Kazakhstan cut oil production in December by more than 200 Kb/d, with output averaging 1.522 million barrels per day in the final month down from 1.759 mb/d in November. December production was also significantly lower than the full-year average of 1.776 mb/d for 2025.
The lower production was attributed to the forced suspension of Single Point Mooring (SPM-3) following a drone attack coupled with adverse weather conditions that hit the Black Sea. Unidentified drones struck two oil tankers in the Black Sea, including one chartered by Chevron (NYSE:CVX), enroute to a terminal on the Russian coast. Kazakhstan authorities have urged U.S. and Europe to help secure the Black Sea route, which handles ~1% of global supply.
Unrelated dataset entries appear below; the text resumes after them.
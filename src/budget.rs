//! Budget reconciliation.
//!
//! A budget submission is a flat JSON object keyed
//! `"<workPackageId>_<teamMemberId>_<month>"` with person-month
//! fractions as values. Each submission replaces the project's whole
//! budget: every key is checked first, and only a fully valid
//! submission touches the database. A submission with any bad key
//! leaves the previous budget fully intact and reports every failure,
//! not just the first.

use std::collections::{BTreeMap, HashSet};

use rust_decimal::Decimal;
use serde::Serialize;
use sqlx::SqlitePool;

use crate::error::Result;
use crate::models::BudgetEntry;
use crate::scope::ProjectScope;
use crate::store;

pub const REASON_MALFORMED: &str = "Malformed key.";
pub const REASON_NO_WORK_PACKAGE: &str = "WorkPackage not found.";
pub const REASON_NO_MEMBER: &str = "User not found.";
pub const REASON_DUPLICATE: &str = "Duplicate entry.";
pub const REASON_BAD_VALUE: &str = "Invalid contribution value.";

/// One rejected submission entry.
#[derive(Debug, Clone, Serialize, PartialEq, Eq)]
pub struct BudgetFailure {
	pub key: String,
	pub reason: String,
}

impl BudgetFailure {
	fn new(key: &str, reason: &str) -> Self {
		Self {
			key: key.to_string(),
			reason: reason.to_string(),
		}
	}
}

/// Result of a budget replacement attempt.
#[derive(Debug)]
pub enum ReplaceOutcome {
	/// The whole submission was applied; `saved` rows now exist.
	Replaced { saved: usize },
	/// Nothing was written; every offending key is listed.
	Rejected { failures: Vec<BudgetFailure> },
}

/// Splits `"<workPackageId>_<teamMemberId>_<month>"` into its parts.
pub fn parse_key(key: &str) -> Option<(i64, i64, i64)> {
	let mut parts = key.split('_');
	let work_package_id = parts.next()?.parse().ok()?;
	let member_id = parts.next()?.parse().ok()?;
	let month = parts.next()?.parse().ok()?;
	if parts.next().is_some() {
		return None;
	}
	Some((work_package_id, member_id, month))
}

/// Formats the wire key for one stored entry.
pub fn format_key(entry: &BudgetEntry) -> String {
	format!(
		"{}_{}_{}",
		entry.work_package_id, entry.member_id, entry.month
	)
}

/// Validates the submission against the scoped project and, when every
/// entry passes, replaces the project's budget in one transaction.
pub async fn replace_budget(
	pool: &SqlitePool,
	scope: ProjectScope,
	submission: &BTreeMap<String, f64>,
) -> Result<ReplaceOutcome> {
	let scoped_packages = store::budget::work_package_ids(pool, scope.project_id).await?;

	// One lookup for every member id the submission names.
	let mut candidate_members: Vec<i64> = submission
		.keys()
		.filter_map(|key| parse_key(key))
		.map(|(_, member_id, _)| member_id)
		.collect();
	candidate_members.sort_unstable();
	candidate_members.dedup();
	let known_members = store::members::names(pool, &candidate_members).await?;

	let mut entries = Vec::with_capacity(submission.len());
	let mut failures = Vec::new();
	let mut seen: HashSet<(i64, i64, i64)> = HashSet::new();

	for (key, value) in submission {
		let Some((work_package_id, member_id, month)) = parse_key(key) else {
			failures.push(BudgetFailure::new(key, REASON_MALFORMED));
			continue;
		};
		if !scoped_packages.contains(&work_package_id) {
			failures.push(BudgetFailure::new(key, REASON_NO_WORK_PACKAGE));
			continue;
		}
		if !known_members.contains_key(&member_id) {
			failures.push(BudgetFailure::new(key, REASON_NO_MEMBER));
			continue;
		}
		// Distinct keys can still name one triple ("01_2_3" vs "1_2_3").
		if !seen.insert((work_package_id, member_id, month)) {
			failures.push(BudgetFailure::new(key, REASON_DUPLICATE));
			continue;
		}
		let Ok(contribution) = Decimal::try_from(*value) else {
			failures.push(BudgetFailure::new(key, REASON_BAD_VALUE));
			continue;
		};
		entries.push(BudgetEntry {
			work_package_id,
			member_id,
			month,
			contribution,
		});
	}

	if !failures.is_empty() {
		tracing::warn!(
			project_id = scope.project_id,
			rejected = failures.len(),
			"budget submission rejected"
		);
		return Ok(ReplaceOutcome::Rejected { failures });
	}

	store::budget::replace_for_project(pool, scope.project_id, &entries).await?;
	Ok(ReplaceOutcome::Replaced {
		saved: entries.len(),
	})
}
“The increasing frequency of such incidents highlights the growing risks to the functioning of international energy infrastructure,” the ministry said in a statement. “We therefore call upon our partners to engage in close cooperation to develop joint measures aimed at preventing similar incidents in the future,” it added.

Kazakhstan could see its oil production decline further after the country pledged massive compensation cuts. Kazakhstan has pledged to to significantly deepen itsOPEC+ oil output cuts to 669,000 barrels per day (bpd) by June 2026, up from its previous pledge of 131,000 bpd as part of a broader effort by four key producers to balance an oversupplied market and improve compliance with quotas.
This commitment accounts for the largest share of the collective 829,000 bpd reduction, aiming to offset previous overproduction and stabilize oil prices through the first half of 2026. Iraq pledged to maintain its cuts at 100,000 bpd; the UAE pledged to increase its cuts to 55,000 bpd from just 10,000 bpd while Oman will cut ~5,700 bpd through June.
Last month, OPEC+ paused the planned gradual return to the market of 2.9 million barrels per day (bpd) in oil output, keeping that volume off the market for the first quarter of 2026 (January, February, and March). The pause comes amid concerns of a potential global supply surplus and seasonal low demand in the winter.